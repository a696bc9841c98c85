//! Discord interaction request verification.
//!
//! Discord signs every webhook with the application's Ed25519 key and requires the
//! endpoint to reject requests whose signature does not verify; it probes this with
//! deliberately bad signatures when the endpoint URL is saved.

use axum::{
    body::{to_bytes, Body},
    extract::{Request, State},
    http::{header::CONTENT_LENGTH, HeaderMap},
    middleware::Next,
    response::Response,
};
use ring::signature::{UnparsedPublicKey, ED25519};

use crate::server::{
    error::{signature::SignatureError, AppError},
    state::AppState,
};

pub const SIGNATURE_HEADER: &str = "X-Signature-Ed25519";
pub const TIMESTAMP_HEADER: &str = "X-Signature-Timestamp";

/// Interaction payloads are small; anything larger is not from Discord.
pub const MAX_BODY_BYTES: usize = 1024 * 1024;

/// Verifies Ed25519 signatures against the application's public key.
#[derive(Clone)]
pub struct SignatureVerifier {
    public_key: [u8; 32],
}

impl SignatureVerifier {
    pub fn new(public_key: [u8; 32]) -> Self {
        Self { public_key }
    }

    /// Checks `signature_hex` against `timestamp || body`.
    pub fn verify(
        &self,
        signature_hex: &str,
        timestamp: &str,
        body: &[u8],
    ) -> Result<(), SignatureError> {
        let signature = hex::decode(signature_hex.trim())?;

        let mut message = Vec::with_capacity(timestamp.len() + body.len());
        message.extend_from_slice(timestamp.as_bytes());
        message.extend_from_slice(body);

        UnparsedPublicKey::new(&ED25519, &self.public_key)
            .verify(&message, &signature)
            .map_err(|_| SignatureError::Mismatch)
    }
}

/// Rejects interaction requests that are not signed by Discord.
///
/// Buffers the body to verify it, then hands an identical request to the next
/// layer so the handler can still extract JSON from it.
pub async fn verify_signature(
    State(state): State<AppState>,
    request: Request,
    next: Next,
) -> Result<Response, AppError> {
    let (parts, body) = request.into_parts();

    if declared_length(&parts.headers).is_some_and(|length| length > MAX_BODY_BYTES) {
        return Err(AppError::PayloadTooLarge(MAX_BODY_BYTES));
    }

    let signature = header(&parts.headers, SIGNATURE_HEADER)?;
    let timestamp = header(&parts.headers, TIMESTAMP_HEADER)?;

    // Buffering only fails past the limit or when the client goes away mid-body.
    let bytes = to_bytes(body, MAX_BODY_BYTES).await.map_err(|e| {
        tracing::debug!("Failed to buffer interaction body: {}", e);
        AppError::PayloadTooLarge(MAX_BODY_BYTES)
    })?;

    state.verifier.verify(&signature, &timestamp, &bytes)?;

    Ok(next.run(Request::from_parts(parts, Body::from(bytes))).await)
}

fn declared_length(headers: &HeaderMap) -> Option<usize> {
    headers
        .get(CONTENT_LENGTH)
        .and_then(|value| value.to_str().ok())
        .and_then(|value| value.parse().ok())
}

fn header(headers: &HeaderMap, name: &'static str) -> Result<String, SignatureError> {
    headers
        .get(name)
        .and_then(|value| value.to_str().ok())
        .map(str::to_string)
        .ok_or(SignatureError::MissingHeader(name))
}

- - - -

**What to do:** Every line above with the string "HeaderMap" in it needs to be copied.

**Task solution:**
    http::{header::CONTENT_LENGTH, HeaderMap},
fn declared_length(headers: &HeaderMap) -> Option<usize> {
fn header(headers: &HeaderMap, name: &'static str) -> Result<String, SignatureError> {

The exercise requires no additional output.